[Stored data entries]
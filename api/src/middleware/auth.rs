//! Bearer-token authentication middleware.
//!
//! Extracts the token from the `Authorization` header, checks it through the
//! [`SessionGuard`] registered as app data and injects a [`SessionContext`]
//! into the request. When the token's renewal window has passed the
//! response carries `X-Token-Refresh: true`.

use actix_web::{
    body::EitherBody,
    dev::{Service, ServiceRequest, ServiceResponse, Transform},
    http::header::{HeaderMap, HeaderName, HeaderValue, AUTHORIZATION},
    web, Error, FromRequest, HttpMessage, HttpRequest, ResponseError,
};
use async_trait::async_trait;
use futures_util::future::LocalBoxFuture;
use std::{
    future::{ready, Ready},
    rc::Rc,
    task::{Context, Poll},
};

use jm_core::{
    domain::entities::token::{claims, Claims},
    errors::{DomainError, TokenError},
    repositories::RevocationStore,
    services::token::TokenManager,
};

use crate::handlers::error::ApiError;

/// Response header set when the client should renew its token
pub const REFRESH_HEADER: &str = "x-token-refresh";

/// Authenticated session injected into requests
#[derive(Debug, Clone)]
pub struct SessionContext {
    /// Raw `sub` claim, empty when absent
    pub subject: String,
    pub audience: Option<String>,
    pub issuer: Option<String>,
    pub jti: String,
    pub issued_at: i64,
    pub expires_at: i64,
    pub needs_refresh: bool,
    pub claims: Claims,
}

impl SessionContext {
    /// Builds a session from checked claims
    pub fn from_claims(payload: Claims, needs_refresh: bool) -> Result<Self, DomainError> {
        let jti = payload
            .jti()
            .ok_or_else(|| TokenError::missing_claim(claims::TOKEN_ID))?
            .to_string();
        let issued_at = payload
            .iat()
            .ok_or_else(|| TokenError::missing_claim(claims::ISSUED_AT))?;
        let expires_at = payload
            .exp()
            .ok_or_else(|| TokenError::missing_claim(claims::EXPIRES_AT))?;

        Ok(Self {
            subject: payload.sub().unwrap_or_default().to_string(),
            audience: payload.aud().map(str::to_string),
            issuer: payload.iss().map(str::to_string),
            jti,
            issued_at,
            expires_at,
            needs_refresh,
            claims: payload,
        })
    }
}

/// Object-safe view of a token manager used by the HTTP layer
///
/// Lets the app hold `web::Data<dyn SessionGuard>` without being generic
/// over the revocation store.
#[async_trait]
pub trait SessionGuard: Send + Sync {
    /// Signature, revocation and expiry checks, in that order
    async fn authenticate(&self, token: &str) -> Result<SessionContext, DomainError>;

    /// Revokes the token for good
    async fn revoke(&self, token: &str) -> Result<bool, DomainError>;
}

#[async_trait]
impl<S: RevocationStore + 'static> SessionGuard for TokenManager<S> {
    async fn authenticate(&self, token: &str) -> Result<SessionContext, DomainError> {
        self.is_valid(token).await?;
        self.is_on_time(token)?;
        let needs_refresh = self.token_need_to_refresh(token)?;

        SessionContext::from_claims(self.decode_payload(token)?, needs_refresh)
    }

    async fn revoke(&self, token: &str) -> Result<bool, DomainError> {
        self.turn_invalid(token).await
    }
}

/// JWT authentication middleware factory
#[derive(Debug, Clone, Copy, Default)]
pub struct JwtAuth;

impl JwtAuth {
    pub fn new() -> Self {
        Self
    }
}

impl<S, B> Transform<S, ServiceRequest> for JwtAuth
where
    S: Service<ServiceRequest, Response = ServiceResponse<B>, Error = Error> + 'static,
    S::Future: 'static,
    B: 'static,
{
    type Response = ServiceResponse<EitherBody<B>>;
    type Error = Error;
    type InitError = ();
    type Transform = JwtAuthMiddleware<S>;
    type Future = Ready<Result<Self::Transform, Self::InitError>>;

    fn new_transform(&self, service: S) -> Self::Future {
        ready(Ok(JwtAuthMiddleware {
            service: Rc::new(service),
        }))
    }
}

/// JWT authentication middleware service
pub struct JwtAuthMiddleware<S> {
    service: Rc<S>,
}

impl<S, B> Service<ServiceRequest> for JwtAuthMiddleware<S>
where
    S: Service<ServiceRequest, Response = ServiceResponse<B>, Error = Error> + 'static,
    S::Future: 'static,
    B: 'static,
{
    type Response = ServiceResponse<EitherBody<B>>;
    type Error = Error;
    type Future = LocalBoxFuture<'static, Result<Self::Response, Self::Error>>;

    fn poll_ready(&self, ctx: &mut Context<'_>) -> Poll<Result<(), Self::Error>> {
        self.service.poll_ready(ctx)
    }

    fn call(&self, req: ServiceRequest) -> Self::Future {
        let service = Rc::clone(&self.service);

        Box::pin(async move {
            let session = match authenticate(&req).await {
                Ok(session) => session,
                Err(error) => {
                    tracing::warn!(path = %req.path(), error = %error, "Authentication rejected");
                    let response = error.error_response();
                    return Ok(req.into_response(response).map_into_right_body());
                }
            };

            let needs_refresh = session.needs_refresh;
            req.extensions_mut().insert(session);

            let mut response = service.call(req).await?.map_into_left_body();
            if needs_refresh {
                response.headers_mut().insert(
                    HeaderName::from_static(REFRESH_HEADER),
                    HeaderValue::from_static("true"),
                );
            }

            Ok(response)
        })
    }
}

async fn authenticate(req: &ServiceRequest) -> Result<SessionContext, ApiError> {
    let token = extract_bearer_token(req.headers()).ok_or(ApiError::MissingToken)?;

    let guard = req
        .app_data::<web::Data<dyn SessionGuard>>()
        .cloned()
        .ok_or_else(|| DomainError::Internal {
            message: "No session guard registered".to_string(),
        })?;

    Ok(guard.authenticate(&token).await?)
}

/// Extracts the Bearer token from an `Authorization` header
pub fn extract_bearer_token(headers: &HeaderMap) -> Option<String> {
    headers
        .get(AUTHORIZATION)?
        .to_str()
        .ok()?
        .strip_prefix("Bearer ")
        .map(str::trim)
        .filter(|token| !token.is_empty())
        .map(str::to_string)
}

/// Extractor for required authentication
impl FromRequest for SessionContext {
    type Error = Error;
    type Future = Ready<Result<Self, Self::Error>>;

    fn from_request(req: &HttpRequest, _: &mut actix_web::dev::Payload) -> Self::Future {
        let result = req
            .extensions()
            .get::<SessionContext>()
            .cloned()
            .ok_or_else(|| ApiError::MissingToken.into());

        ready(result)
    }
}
* * *
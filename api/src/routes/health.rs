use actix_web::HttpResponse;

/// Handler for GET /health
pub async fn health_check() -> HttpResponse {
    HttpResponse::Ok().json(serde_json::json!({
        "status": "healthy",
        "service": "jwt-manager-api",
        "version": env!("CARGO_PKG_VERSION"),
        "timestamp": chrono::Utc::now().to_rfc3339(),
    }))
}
---
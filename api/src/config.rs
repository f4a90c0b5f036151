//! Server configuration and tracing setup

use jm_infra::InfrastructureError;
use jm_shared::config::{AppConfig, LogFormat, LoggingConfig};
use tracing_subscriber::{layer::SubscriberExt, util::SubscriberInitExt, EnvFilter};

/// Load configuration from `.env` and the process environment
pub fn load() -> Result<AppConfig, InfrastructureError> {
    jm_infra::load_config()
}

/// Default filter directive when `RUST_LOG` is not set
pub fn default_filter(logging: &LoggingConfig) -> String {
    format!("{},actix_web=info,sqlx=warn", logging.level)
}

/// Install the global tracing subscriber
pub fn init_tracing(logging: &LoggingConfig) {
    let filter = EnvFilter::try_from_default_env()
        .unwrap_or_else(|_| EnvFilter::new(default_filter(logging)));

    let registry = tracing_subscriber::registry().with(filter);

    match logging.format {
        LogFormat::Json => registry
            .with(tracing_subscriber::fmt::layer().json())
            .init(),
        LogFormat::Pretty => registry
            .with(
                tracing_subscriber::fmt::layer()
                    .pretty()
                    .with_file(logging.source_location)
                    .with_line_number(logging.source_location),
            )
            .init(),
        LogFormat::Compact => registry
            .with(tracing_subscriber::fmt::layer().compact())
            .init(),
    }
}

**TASK ITEM**
Copy each line from the records above that includes the string "match".

**ANSWER FOR THE TASK**
            let session = match authenticate(&req).await {
    match logging.format {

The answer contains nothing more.